Records from a collection:
········

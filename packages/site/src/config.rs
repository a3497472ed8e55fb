//! # Site configuration — `portfolio.toml`
//!
//! Presentation settings read once at startup by the web launcher. The file is
//! embedded in the binary, so a change requires a rebuild.
//!
//! ## Structure
//!
//! ```toml
//! [motion]
//! enabled = true   # false renders every element at rest
//! speed = 1.0      # 2.0 plays animations twice as fast
//!
//! [reveal]
//! start = 0.8      # fraction of the viewport a section top must cross
//! reverse = true   # hide sections again when scrolled back above the line
//!
//! [projects]
//! initial_visible = 3
//! ```
//!
//! All structs derive `Default`, so a missing or empty file is equivalent to the
//! default configuration.

use serde::{Deserialize, Serialize};

use crate::motion::{Ease, Motion, DEFAULT_START};

/// Top-level configuration stored in `portfolio.toml`.
#[derive(Clone, Debug, Default, PartialEq, Serialize, Deserialize)]
pub struct PortfolioConfig {
    #[serde(default)]
    pub motion: MotionConfig,
    #[serde(default)]
    pub reveal: RevealConfig,
    #[serde(default)]
    pub projects: ProjectsConfig,
}

#[derive(Clone, Debug, PartialEq, Serialize, Deserialize)]
pub struct MotionConfig {
    #[serde(default = "default_true")]
    pub enabled: bool,
    /// Playback speed multiplier. Values <= 0 are treated as 1.
    #[serde(default = "default_speed")]
    pub speed: f32,
}

#[derive(Clone, Debug, PartialEq, Serialize, Deserialize)]
pub struct RevealConfig {
    #[serde(default = "default_start")]
    pub start: f32,
    #[serde(default = "default_true")]
    pub reverse: bool,
}

#[derive(Clone, Debug, PartialEq, Serialize, Deserialize)]
pub struct ProjectsConfig {
    #[serde(default = "default_initial_visible")]
    pub initial_visible: usize,
}

fn default_true() -> bool {
    true
}

fn default_speed() -> f32 {
    1.0
}

fn default_start() -> f32 {
    DEFAULT_START
}

fn default_initial_visible() -> usize {
    3
}

impl Default for MotionConfig {
    fn default() -> Self {
        Self {
            enabled: true,
            speed: default_speed(),
        }
    }
}

impl Default for RevealConfig {
    fn default() -> Self {
        Self {
            start: default_start(),
            reverse: true,
        }
    }
}

impl Default for ProjectsConfig {
    fn default() -> Self {
        Self {
            initial_visible: default_initial_visible(),
        }
    }
}

impl MotionConfig {
    /// Speed multiplier safe to divide by.
    pub fn effective_speed(&self) -> f32 {
        if self.speed.is_finite() && self.speed > 0.0 {
            self.speed
        } else {
            1.0
        }
    }
}

impl RevealConfig {
    /// Scroll reveal applied to whole page sections.
    pub fn section_motion(&self) -> Motion {
        let motion = Motion::fade_up(100.0)
            .duration(1.0)
            .ease(Ease::Power2Out)
            .in_view(self.start);
        if self.reverse {
            motion.reversible()
        } else {
            motion
        }
    }
}

impl PortfolioConfig {
    /// The well-known filename for the config file.
    pub fn filename() -> &'static str {
        "portfolio.toml"
    }

    /// Parse from TOML string.
    pub fn from_toml(s: &str) -> Result<Self, toml::de::Error> {
        toml::from_str(s)
    }

    /// Serialize to TOML string.
    pub fn to_toml(&self) -> Result<String, toml::ser::Error> {
        toml::to_string_pretty(self)
    }

    /// Builder method to turn animations off.
    pub fn without_motion(mut self) -> Self {
        self.motion.enabled = false;
        self
    }
}

#[cfg(test)]
mod tests {
    use super::*;

    #[test]
    fn test_empty_toml_is_default() {
        let config = PortfolioConfig::from_toml("").unwrap();
        assert_eq!(config, PortfolioConfig::default());
        assert!(config.motion.enabled);
        assert_eq!(config.reveal.start, 0.8);
        assert!(config.reveal.reverse);
        assert_eq!(config.projects.initial_visible, 3);
    }

    #[test]
    fn test_partial_section_keeps_defaults() {
        let config = PortfolioConfig::from_toml("[motion]\nspeed = 2.0\n").unwrap();
        assert!(config.motion.enabled);
        assert_eq!(config.motion.speed, 2.0);
        assert_eq!(config.projects, ProjectsConfig::default());
    }

    #[test]
    fn test_toml_roundtrip() {
        let config = PortfolioConfig::default().without_motion();
        let text = config.to_toml().unwrap();
        let parsed = PortfolioConfig::from_toml(&text).unwrap();
        assert_eq!(parsed, config);
    }

    #[test]
    fn test_invalid_toml_is_error() {
        assert!(PortfolioConfig::from_toml("[projects]\ninitial_visible = \"three\"").is_err());
    }

    #[test]
    fn test_section_motion_follows_reveal_settings() {
        use crate::motion::Trigger;

        let reveal = RevealConfig::default();
        assert_eq!(
            reveal.section_motion().trigger,
            Trigger::InView {
                start: 0.8,
                once: false
            }
        );

        let reveal = RevealConfig {
            start: 0.6,
            reverse: false,
        };
        assert_eq!(
            reveal.section_motion().trigger,
            Trigger::InView {
                start: 0.6,
                once: true
            }
        );
    }

    #[test]
    fn test_nan_start_keeps_observer_margin_valid() {
        let config = PortfolioConfig::from_toml("[reveal]\nstart = nan\n").unwrap();
        assert!(config.reveal.start.is_nan());
        let motion = config.reveal.section_motion();
        assert_eq!(motion.root_margin(), "0px 0px -20% 0px");
    }

    #[test]
    fn test_effective_speed_guards_zero() {
        let mut motion = MotionConfig::default();
        motion.speed = 0.0;
        assert_eq!(motion.effective_speed(), 1.0);
        motion.speed = -3.0;
        assert_eq!(motion.effective_speed(), 1.0);
        motion.speed = 1.5;
        assert_eq!(motion.effective_speed(), 1.5);
    }
}
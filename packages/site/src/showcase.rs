//! Show-more state of the project showcase.

use crate::models::Project;

/// Which part of the project list is on screen.
#[derive(Clone, Copy, Debug, PartialEq, Eq)]
pub struct Showcase {
    /// Projects shown while collapsed
    pub initial: usize,
    pub show_all: bool,
}

impl Showcase {
    pub fn new(initial: usize) -> Self {
        Self {
            initial,
            show_all: false,
        }
    }

    pub fn toggle(&mut self) {
        self.show_all = !self.show_all;
    }

    pub fn visible<'a>(&self, projects: &'a [Project]) -> &'a [Project] {
        if self.show_all {
            projects
        } else {
            &projects[..self.initial.min(projects.len())]
        }
    }

    /// Whether a toggle button makes sense for a list of `total` projects.
    pub fn has_more(&self, total: usize) -> bool {
        total > self.initial
    }

    pub fn label(&self) -> &'static str {
        if self.show_all {
            "Show Less Projects"
        } else {
            "Show More Projects"
        }
    }

    /// Rotation of the chevron next to the label, in degrees.
    pub fn chevron_rotation(&self) -> u16 {
        if self.show_all {
            180
        } else {
            0
        }
    }
}

impl Default for Showcase {
    fn default() -> Self {
        Self::new(3)
    }
}

/// Even rows put the image left, odd rows right.
pub fn image_first(index: usize) -> bool {
    index % 2 == 0
}

#[cfg(test)]
mod tests {
    use super::*;
    use crate::content::PROJECTS;

    #[test]
    fn test_collapsed_shows_initial() {
        let showcase = Showcase::default();
        let visible = showcase.visible(PROJECTS);
        assert_eq!(visible.len(), 3);
        assert_eq!(visible[0].id, 1);
        assert_eq!(showcase.label(), "Show More Projects");
        assert_eq!(showcase.chevron_rotation(), 0);
    }

    #[test]
    fn test_expanded_shows_all() {
        let mut showcase = Showcase::default();
        showcase.toggle();
        assert_eq!(showcase.visible(PROJECTS).len(), PROJECTS.len());
        assert_eq!(showcase.label(), "Show Less Projects");
        assert_eq!(showcase.chevron_rotation(), 180);
        showcase.toggle();
        assert_eq!(showcase.visible(PROJECTS).len(), 3);
    }

    #[test]
    fn test_initial_larger_than_list() {
        let showcase = Showcase::new(50);
        assert_eq!(showcase.visible(PROJECTS).len(), PROJECTS.len());
        assert!(!showcase.has_more(PROJECTS.len()));
        assert!(Showcase::default().has_more(PROJECTS.len()));
    }

    #[test]
    fn test_alternating_layout() {
        assert!(image_first(0));
        assert!(!image_first(1));
        assert!(image_first(4));
    }
}
use serde::{Deserialize, Serialize};
use std::fmt;
use std::str::FromStr;

/// Label partitioning hot wallets by the feature they serve.
#[derive(Debug, Clone, Copy, PartialEq, Eq, Hash, Serialize, Deserialize)]
#[serde(rename_all = "kebab-case")]
pub enum WalletPurpose {
    MainAirdrop,
    LinkMiniapp,
    LikesRecasts,
    LinkWeb,
    General,
}

impl WalletPurpose {
    pub fn as_str(&self) -> &'static str {
        match self {
            WalletPurpose::MainAirdrop => "main-airdrop",
            WalletPurpose::LinkMiniapp => "link-miniapp",
            WalletPurpose::LikesRecasts => "likes-recasts",
            WalletPurpose::LinkWeb => "link-web",
            WalletPurpose::General => "general",
        }
    }
}

impl fmt::Display for WalletPurpose {
    fn fmt(&self, f: &mut fmt::Formatter<'_>) -> fmt::Result {
        f.write_str(self.as_str())
    }
}

impl FromStr for WalletPurpose {
    type Err = anyhow::Error;

    fn from_str(s: &str) -> Result<Self, Self::Err> {
        match s.trim().to_lowercase().as_str() {
            "main-airdrop" => Ok(WalletPurpose::MainAirdrop),
            "link-miniapp" => Ok(WalletPurpose::LinkMiniapp),
            "likes-recasts" => Ok(WalletPurpose::LikesRecasts),
            "link-web" => Ok(WalletPurpose::LinkWeb),
            "general" => Ok(WalletPurpose::General),
            other => Err(anyhow::anyhow!("Unknown wallet purpose '{}'", other)),
        }
    }
}

#[cfg(test)]
mod tests {
    use super::*;

    #[test]
    fn test_purpose_parse_matches_display() {
        for purpose in [
            WalletPurpose::MainAirdrop,
            WalletPurpose::LinkMiniapp,
            WalletPurpose::LikesRecasts,
            WalletPurpose::LinkWeb,
            WalletPurpose::General,
        ] {
            assert_eq!(purpose.to_string().parse::<WalletPurpose>().unwrap(), purpose);
        }
        assert_eq!(" Likes-Recasts ".parse::<WalletPurpose>().unwrap(), WalletPurpose::LikesRecasts);
        assert!("treasury".parse::<WalletPurpose>().is_err());
    }

    #[test]
    fn test_purpose_serde_is_kebab_case() {
        let json = serde_json::to_string(&WalletPurpose::MainAirdrop).unwrap();
        assert_eq!(json, "\"main-airdrop\"");
    }
}
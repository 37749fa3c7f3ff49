pub mod models;
pub mod db;
pub mod services;
pub mod handlers;
pub mod store;
pub mod utils;
pub mod constants;
pub mod error;

pub use utils::config::Config;
pub use db::connection::get_db_pool;
pub use error::{DispatchError, EngagementError, StoreError, TokenError, WalletPoolError};

// Re-export common types
pub use sqlx::PgPool;
pub use anyhow::Result;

········

WHAT YOU NEED TO DO.
Take every line above that includes "unwrap" and list it.

PROBLEM SOLUTION.
        let config = PortfolioConfig::from_toml("").unwrap();
        let config = PortfolioConfig::from_toml("[motion]\nspeed = 2.0\n").unwrap();
        let text = config.to_toml().unwrap();
        let parsed = PortfolioConfig::from_toml(&text).unwrap();
        let config = PortfolioConfig::from_toml("[reveal]\nstart = nan\n").unwrap();
            assert_eq!(purpose.to_string().parse::<WalletPurpose>().unwrap(), purpose);
        assert_eq!(" Likes-Recasts ".parse::<WalletPurpose>().unwrap(), WalletPurpose::LikesRecasts);
        let json = serde_json::to_string(&WalletPurpose::MainAirdrop).unwrap();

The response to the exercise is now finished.